═══ Data for this task

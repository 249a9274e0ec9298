use std::sync::Arc;
use std::thread;
use std::time::{Duration, Instant};

use sluice::error::SluiceError;
use sluice::index::StallControl;
use sluice::info_stream::{InfoStream, RecordingInfoStream};
use sluice::merge::ConcurrentMergeScheduler;
use sluice::merge::concurrent::AUTO_DETECT_MERGES_AND_THREADS;

fn wait_until<F: Fn() -> bool>(condition: F) {
    let deadline = Instant::now() + Duration::from_secs(10);
    while !condition() {
        assert!(Instant::now() < deadline, "condition not reached in time");
        thread::sleep(Duration::from_millis(5));
    }
}

#[test]
fn test_unstall_releases_every_waiter() {
    let info_stream = Arc::new(RecordingInfoStream::new());
    let stall = Arc::new(StallControl::new(info_stream.clone() as Arc<dyn InfoStream>));
    stall.update_stalled(true);
    assert!(stall.any_stalled_threads());

    let waiters: Vec<_> = (0..8)
        .map(|_| {
            let stall = Arc::clone(&stall);
            thread::spawn(move || stall.wait_if_stalled())
        })
        .collect();
    wait_until(|| stall.num_waiting() == 8);
    assert!(stall.has_blocked());

    stall.update_stalled(false);
    for waiter in waiters {
        waiter.join().unwrap();
    }
    assert_eq!(stall.num_waiting(), 0);
    assert!(!stall.has_blocked());
    assert!(stall.was_stalled());
    assert!(info_stream.contains("DWSC", "now stalled"));
}

#[test]
fn test_closing_stall_control_releases_waiters() {
    let stall = Arc::new(StallControl::default());
    stall.update_stalled(true);
    let waiter = {
        let stall = Arc::clone(&stall);
        thread::spawn(move || stall.wait_if_stalled())
    };
    wait_until(|| stall.num_waiting() == 1);
    stall.close();
    waiter.join().unwrap();
}

#[test]
fn test_max_merges_and_threads_sentinel() {
    let scheduler = ConcurrentMergeScheduler::new();
    assert_eq!(scheduler.max_merge_count(), AUTO_DETECT_MERGES_AND_THREADS);

    assert!(matches!(
        scheduler.set_max_merges_and_threads(AUTO_DETECT_MERGES_AND_THREADS, 2),
        Err(SluiceError::InvalidArgument(_))
    ));
    assert!(matches!(
        scheduler.set_max_merges_and_threads(4, AUTO_DETECT_MERGES_AND_THREADS),
        Err(SluiceError::InvalidArgument(_))
    ));
    assert!(matches!(
        scheduler.set_max_merges_and_threads(2, 3),
        Err(SluiceError::InvalidArgument(_))
    ));

    scheduler.set_max_merges_and_threads(6, 2).unwrap();
    assert_eq!((scheduler.max_merge_count(), scheduler.max_thread_count()), (6, 2));

    scheduler
        .set_max_merges_and_threads(AUTO_DETECT_MERGES_AND_THREADS, AUTO_DETECT_MERGES_AND_THREADS)
        .unwrap();
    assert_eq!(scheduler.max_thread_count(), AUTO_DETECT_MERGES_AND_THREADS);

    scheduler.set_default_max_merges_and_threads(true);
    assert_eq!((scheduler.max_merge_count(), scheduler.max_thread_count()), (6, 1));
}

══════

# Your assignment
Filter the records above, keeping each line that contains the word "RecordingInfoStream".

# Finished task
use sluice::info_stream::{InfoStream, RecordingInfoStream};
    let info_stream = Arc::new(RecordingInfoStream::new());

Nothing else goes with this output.